Our airlines reporter Andy Compart wrote a story about this, which we posted on Oct. 18 on our web site and in Aviation Daily. Based on his story, aviation is doing worse on Twitter than the transportation industry (60% positive) but better than other obvious targets ripe for negativity: Banks (16% positive) and U.S. health insurance (%30).
According to Compart’s story, U.S. Airways and American Airlines are the airlines faring the worst, with 11 and 12% positive opinions, respectively. United and Spirit didn’t do so hot, either. Virgin America had the best score with 97% positive opinions, followed by JetBlue and Southwest. But those rankings are very fluid. We saw that news events impacted the opinions, and in some cases severely.
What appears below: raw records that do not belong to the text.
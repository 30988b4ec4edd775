//! Create/edit form state and its validation schema.
//!
//! [`UserForm`] mirrors the inputs of the user dialog as plain strings.
//! [`UserForm::validate`] checks every field and either produces the
//! [`UserPayload`] to submit or a [`FieldErrors`] map with one message per
//! failing field. Nothing is sent to the backend unless validation passes.

use std::collections::BTreeMap;
use std::sync::LazyLock;

use chrono::{DateTime, NaiveDate};
use regex::Regex;

use crate::models::{Sex, UserPayload, UserRecord};

static EMAIL_RE: LazyLock<Regex> = LazyLock::new(|| {
    Regex::new(r"^[^\s@]+@[^\s@]+\.[^\s@]+$").expect("email pattern is valid")
});

pub const PHONE_MIN_LEN: usize = 10;
pub const PHONE_MAX_LEN: usize = 11;

#[derive(Clone, Copy, Debug, PartialEq, Eq, PartialOrd, Ord, Hash)]
pub enum FormField {
    FirstName,
    MiddleName,
    LastName,
    Sex,
    Role,
    DateOfBirth,
    Email,
    PhoneNumber,
}

/// Validation messages keyed by field.
#[derive(Clone, Debug, Default, PartialEq)]
pub struct FieldErrors(BTreeMap<FormField, &'static str>);

impl FieldErrors {
    pub fn get(&self, field: FormField) -> Option<&'static str> {
        self.0.get(&field).copied()
    }

    pub fn is_empty(&self) -> bool {
        self.0.is_empty()
    }

    pub fn len(&self) -> usize {
        self.0.len()
    }

    pub fn clear(&mut self, field: FormField) {
        self.0.remove(&field);
    }

    fn insert(&mut self, field: FormField, message: &'static str) {
        self.0.entry(field).or_insert(message);
    }
}

/// Raw dialog inputs.
#[derive(Clone, Debug, Default, PartialEq)]
pub struct UserForm {
    pub first_name: String,
    pub middle_name: String,
    pub last_name: String,
    pub sex: String,
    pub role: String,
    /// `YYYY-MM-DD`, as produced by `<input type="date">`.
    pub date_of_birth: String,
    pub email: String,
    pub phone_number: String,
}

impl UserForm {
    /// Pre-fill the form from an existing record.
    pub fn from_record(user: &UserRecord) -> Self {
        Self {
            first_name: user.first_name.clone(),
            middle_name: user.middle_name.clone().unwrap_or_default(),
            last_name: user.last_name.clone(),
            sex: user.sex.map(|s| s.label().to_string()).unwrap_or_default(),
            role: user.role.clone(),
            date_of_birth: date_for_input(&user.date_of_birth),
            email: user.email.clone().unwrap_or_default(),
            phone_number: user.phone_number.clone().unwrap_or_default(),
        }
    }

    pub fn set(&mut self, field: FormField, value: String) {
        match field {
            FormField::FirstName => self.first_name = value,
            FormField::MiddleName => self.middle_name = value,
            FormField::LastName => self.last_name = value,
            FormField::Sex => self.sex = value,
            FormField::Role => self.role = value,
            FormField::DateOfBirth => self.date_of_birth = value,
            FormField::Email => self.email = value,
            FormField::PhoneNumber => self.phone_number = value,
        }
    }

    pub fn get(&self, field: FormField) -> &str {
        match field {
            FormField::FirstName => &self.first_name,
            FormField::MiddleName => &self.middle_name,
            FormField::LastName => &self.last_name,
            FormField::Sex => &self.sex,
            FormField::Role => &self.role,
            FormField::DateOfBirth => &self.date_of_birth,
            FormField::Email => &self.email,
            FormField::PhoneNumber => &self.phone_number,
        }
    }

    /// Check every field. On success returns the payload to submit.
    ///
    /// `code` is carried through unchanged (empty on create).
    pub fn validate(&self, code: &str) -> Result<UserPayload, FieldErrors> {
        let mut errors = FieldErrors::default();

        let first_name = self.first_name.trim();
        if first_name.is_empty() {
            errors.insert(FormField::FirstName, "First name is required");
        }
        let last_name = self.last_name.trim();
        if last_name.is_empty() {
            errors.insert(FormField::LastName, "Last name is required");
        }

        let sex = Sex::parse(self.sex.trim());
        if sex.is_none() {
            errors.insert(FormField::Sex, "Please select a sex");
        }

        let role = self.role.trim();
        if role.is_empty() {
            errors.insert(FormField::Role, "Please select a role");
        }

        let date_of_birth = self.date_of_birth.trim();
        let iso_date = if date_of_birth.is_empty() {
            errors.insert(FormField::DateOfBirth, "Date of Birth is required");
            None
        } else {
            let iso = date_to_iso(date_of_birth);
            if iso.is_none() {
                errors.insert(FormField::DateOfBirth, "Invalid date");
            }
            iso
        };

        let email = self.email.trim();
        if email.is_empty() {
            errors.insert(FormField::Email, "Email is required");
        } else if !EMAIL_RE.is_match(email) {
            errors.insert(FormField::Email, "Invalid email");
        }

        let phone = self.phone_number.trim();
        let phone_len = phone.chars().count();
        if phone_len < PHONE_MIN_LEN {
            errors.insert(FormField::PhoneNumber, "Phone number must be at least 10 digits");
        } else if phone_len > PHONE_MAX_LEN {
            errors.insert(FormField::PhoneNumber, "Phone number cannot exceed 11 digits");
        }

        match (sex, iso_date) {
            (Some(sex), Some(date_of_birth)) if errors.is_empty() => {
                let middle = self.middle_name.trim();
                Ok(UserPayload {
                    code: code.to_string(),
                    first_name: first_name.to_string(),
                    middle_name: (!middle.is_empty()).then(|| middle.to_string()),
                    last_name: last_name.to_string(),
                    sex,
                    role: role.to_string(),
                    date_of_birth,
                    email: email.to_string(),
                    phone_number: phone.to_string(),
                })
            }
            _ => Err(errors),
        }
    }
}

/// Reduce a backend timestamp to the `YYYY-MM-DD` a date input expects.
///
/// Returns an empty string for values that cannot be read as a date.
pub fn date_for_input(value: &str) -> String {
    let value = value.trim();
    if let Ok(dt) = DateTime::parse_from_rfc3339(value) {
        return dt.date_naive().format("%Y-%m-%d").to_string();
    }
    value
        .get(..10)
        .and_then(|prefix| NaiveDate::parse_from_str(prefix, "%Y-%m-%d").ok())
        .map(|d| d.format("%Y-%m-%d").to_string())
        .unwrap_or_default()
}

/// `YYYY-MM-DD` to midnight UTC in ISO-8601 with milliseconds.
pub fn date_to_iso(value: &str) -> Option<String> {
    let date = NaiveDate::parse_from_str(value, "%Y-%m-%d").ok()?;
    let midnight = date.and_hms_opt(0, 0, 0)?;
    Some(midnight.and_utc().format("%Y-%m-%dT%H:%M:%S%.3fZ").to_string())
}

#[cfg(test)]
mod tests {
    use super::*;

    fn valid_form() -> UserForm {
        UserForm {
            first_name: "Jose".to_string(),
            middle_name: String::new(),
            last_name: "Rizal".to_string(),
            sex: "Male".to_string(),
            role: "Payroll Staff".to_string(),
            date_of_birth: "1861-06-19".to_string(),
            email: "jose@example.com".to_string(),
            phone_number: "09171234567".to_string(),
        }
    }

    #[test]
    fn test_valid_form_builds_payload() {
        let payload = valid_form().validate("EMP-9").unwrap();
        assert_eq!(payload.code, "EMP-9");
        assert_eq!(payload.first_name, "Jose");
        assert_eq!(payload.middle_name, None);
        assert_eq!(payload.sex, Sex::Male);
        assert_eq!(payload.date_of_birth, "1861-06-19T00:00:00.000Z");
    }

    #[test]
    fn test_required_names() {
        let mut form = valid_form();
        form.first_name = "  ".to_string();
        form.last_name = String::new();
        let errors = form.validate("").unwrap_err();
        assert_eq!(errors.get(FormField::FirstName), Some("First name is required"));
        assert_eq!(errors.get(FormField::LastName), Some("Last name is required"));
        assert_eq!(errors.len(), 2);
    }

    #[test]
    fn test_email_rules() {
        let mut form = valid_form();
        form.email = String::new();
        assert_eq!(
            form.validate("").unwrap_err().get(FormField::Email),
            Some("Email is required")
        );

        for bad in ["jose", "jose@", "jose@example", "jo se@example.com", "@example.com"] {
            form.email = bad.to_string();
            assert_eq!(
                form.validate("").unwrap_err().get(FormField::Email),
                Some("Invalid email"),
                "{bad} should be rejected"
            );
        }
    }

    #[test]
    fn test_phone_length_bounds() {
        let mut form = valid_form();
        form.phone_number = "123456789".to_string();
        assert_eq!(
            form.validate("").unwrap_err().get(FormField::PhoneNumber),
            Some("Phone number must be at least 10 digits")
        );

        form.phone_number = "123456789012".to_string();
        assert_eq!(
            form.validate("").unwrap_err().get(FormField::PhoneNumber),
            Some("Phone number cannot exceed 11 digits")
        );

        for ok in ["1234567890", "12345678901"] {
            form.phone_number = ok.to_string();
            assert!(form.validate("").is_ok());
        }
    }

    #[test]
    fn test_sex_role_and_date_required() {
        let mut form = valid_form();
        form.sex = "Other".to_string();
        form.role = String::new();
        form.date_of_birth = String::new();
        let errors = form.validate("").unwrap_err();
        assert_eq!(errors.get(FormField::Sex), Some("Please select a sex"));
        assert_eq!(errors.get(FormField::Role), Some("Please select a role"));
        assert_eq!(errors.get(FormField::DateOfBirth), Some("Date of Birth is required"));

        form = valid_form();
        form.date_of_birth = "19-06-1861".to_string();
        assert_eq!(
            form.validate("").unwrap_err().get(FormField::DateOfBirth),
            Some("Invalid date")
        );
    }

    #[test]
    fn test_from_record_formats_date_for_input() {
        let user = UserRecord {
            id: "1".to_string(),
            first_name: "Jose".to_string(),
            last_name: "Rizal".to_string(),
            sex: Some(Sex::Male),
            date_of_birth: "1861-06-19T00:00:00.000Z".to_string(),
            ..Default::default()
        };
        let form = UserForm::from_record(&user);
        assert_eq!(form.date_of_birth, "1861-06-19");
        assert_eq!(form.sex, "Male");
        assert_eq!(form.email, "");
    }

    #[test]
    fn test_date_for_input_variants() {
        assert_eq!(date_for_input("2001-02-03"), "2001-02-03");
        assert_eq!(date_for_input("2001-02-03T10:11:12+08:00"), "2001-02-03");
        assert_eq!(date_for_input("not a date"), "");
        assert_eq!(date_for_input(""), "");
    }

    #[test]
    fn test_set_and_get_round_through_fields() {
        let mut form = UserForm::default();
        form.set(FormField::Email, "a@b.co".to_string());
        assert_eq!(form.get(FormField::Email), "a@b.co");
    }
}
For example, Southwest Airlines’ positive posts dropped from 77% to 59% between Q1 and Q2 2011 after announcing its new frequent flyer program.
Compart and I were both thinking similar things, as our main thought was “do these rankings really matter?” Spirit Airlines had lots of bad posts, but they are not doing horribly. And even though Ryanair received the worst opinions in the European ranking similar to this one, the airline is still financially successful. Amplicate says that the airlines need to be mindful of these postings, but I wonder how much they will do so.
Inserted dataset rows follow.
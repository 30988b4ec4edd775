use dioxus::prelude::*;
use ui::views::AdminLayoutView;
use ui::{AdminContext, AdminProvider, ConfigErrorView};

#[derive(Debug, Clone, Routable, PartialEq)]
#[rustfmt::skip]
enum Route {
    #[route("/")]
    Root {},
    #[layout(AdminLayout)]
        #[route("/users")]
        Users {},
        #[route("/users/managers")]
        Managers {},
        #[route("/users/executives")]
        Executives {},
        #[route("/dashboard")]
        Dashboard {},
        #[route("/users-registrations")]
        Registrations {},
        #[route("/:..segments")]
        NotFound { segments: Vec<String> },
}

const MAIN_CSS: Asset = asset!("/assets/main.css");
const ADMIN_TOML: &str = include_str!("../admin.toml");

fn main() {
    dioxus::logger::initialize_default();
    dioxus::launch(App);
}

#[component]
fn App() -> Element {
    let admin = use_hook(|| AdminContext::load(ADMIN_TOML));

    rsx! {
        document::Link { rel: "stylesheet", href: MAIN_CSS }
        document::Link { rel: "stylesheet", href: ui::TAILWIND_CSS }
        document::Link { rel: "stylesheet", href: ui::DX_COMPONENTS_CSS }
        match admin {
            Ok(admin) => rsx! {
                AdminProvider { admin: admin,
                    ui::components::ToastProvider {
                        Router::<Route> {}
                    }
                }
            },
            Err(message) => {
                tracing::error!(%message, "invalid {}", store::AdminConfig::filename());
                rsx! { ConfigErrorView { message: message } }
            }
        }
    }
}

/// Redirect `/` to `/users`
#[component]
fn Root() -> Element {
    let nav = use_navigator();
    nav.replace(Route::Users {});
    rsx! {}
}

#[component]
fn AdminLayout() -> Element {
    let route = use_route::<Route>();
    let nav = use_navigator();

    rsx! {
        AdminLayoutView {
            pathname: route.to_string(),
            on_navigate: move |href: String| match href.parse::<Route>() {
                Ok(target) => {
                    nav.push(target);
                }
                Err(_) => tracing::warn!(%href, "unknown route"),
            },
            Outlet::<Route> {}
        }
    }
}

#[component]
fn Users() -> Element {
    rsx! { ui::views::UsersListView {} }
}

#[component]
fn Managers() -> Element {
    rsx! { ui::views::SectionPlaceholder { title: "Managers" } }
}

#[component]
fn Executives() -> Element {
    rsx! { ui::views::SectionPlaceholder { title: "Executives" } }
}

#[component]
fn Dashboard() -> Element {
    rsx! { ui::views::SectionPlaceholder { title: "Dashboard" } }
}

#[component]
fn Registrations() -> Element {
    rsx! { ui::views::SectionPlaceholder { title: "Users Registrations" } }
}

#[component]
fn NotFound(segments: Vec<String>) -> Element {
    let path = format!("/{}", segments.join("/"));
    rsx! { ui::views::NotFoundView { path: path } }
}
So, we have always known that having a public sphere like Twitter is going to spell trouble at some point. Any time you have a public forum, people will vent their opinions. It’s human nature. But I’m wondering if stories like these are going to scare airlines from delving into more MRO social media offerings and keep the small suppliers from seeing the benefits of social networking. We have talked to many companies in the past who have made social media work for them, but I could definitely see stories like these prompting those unfamiliar with online communications to say “forget about it, I’m not putting myself on the line like that!”
Again, dealing with an MRO audience is a lot different than dealing with the general flying public, and I don’t doubt that discussion in that sphere would be specialized, useful and more tactful than what we see here. It’s just something to think about. As a trade publication, we understand that things like this happen, and at least I’m not putting too much stock in the results to reflect how well an airline is operating. Still, though, it will be interesting to see the response of these carriers.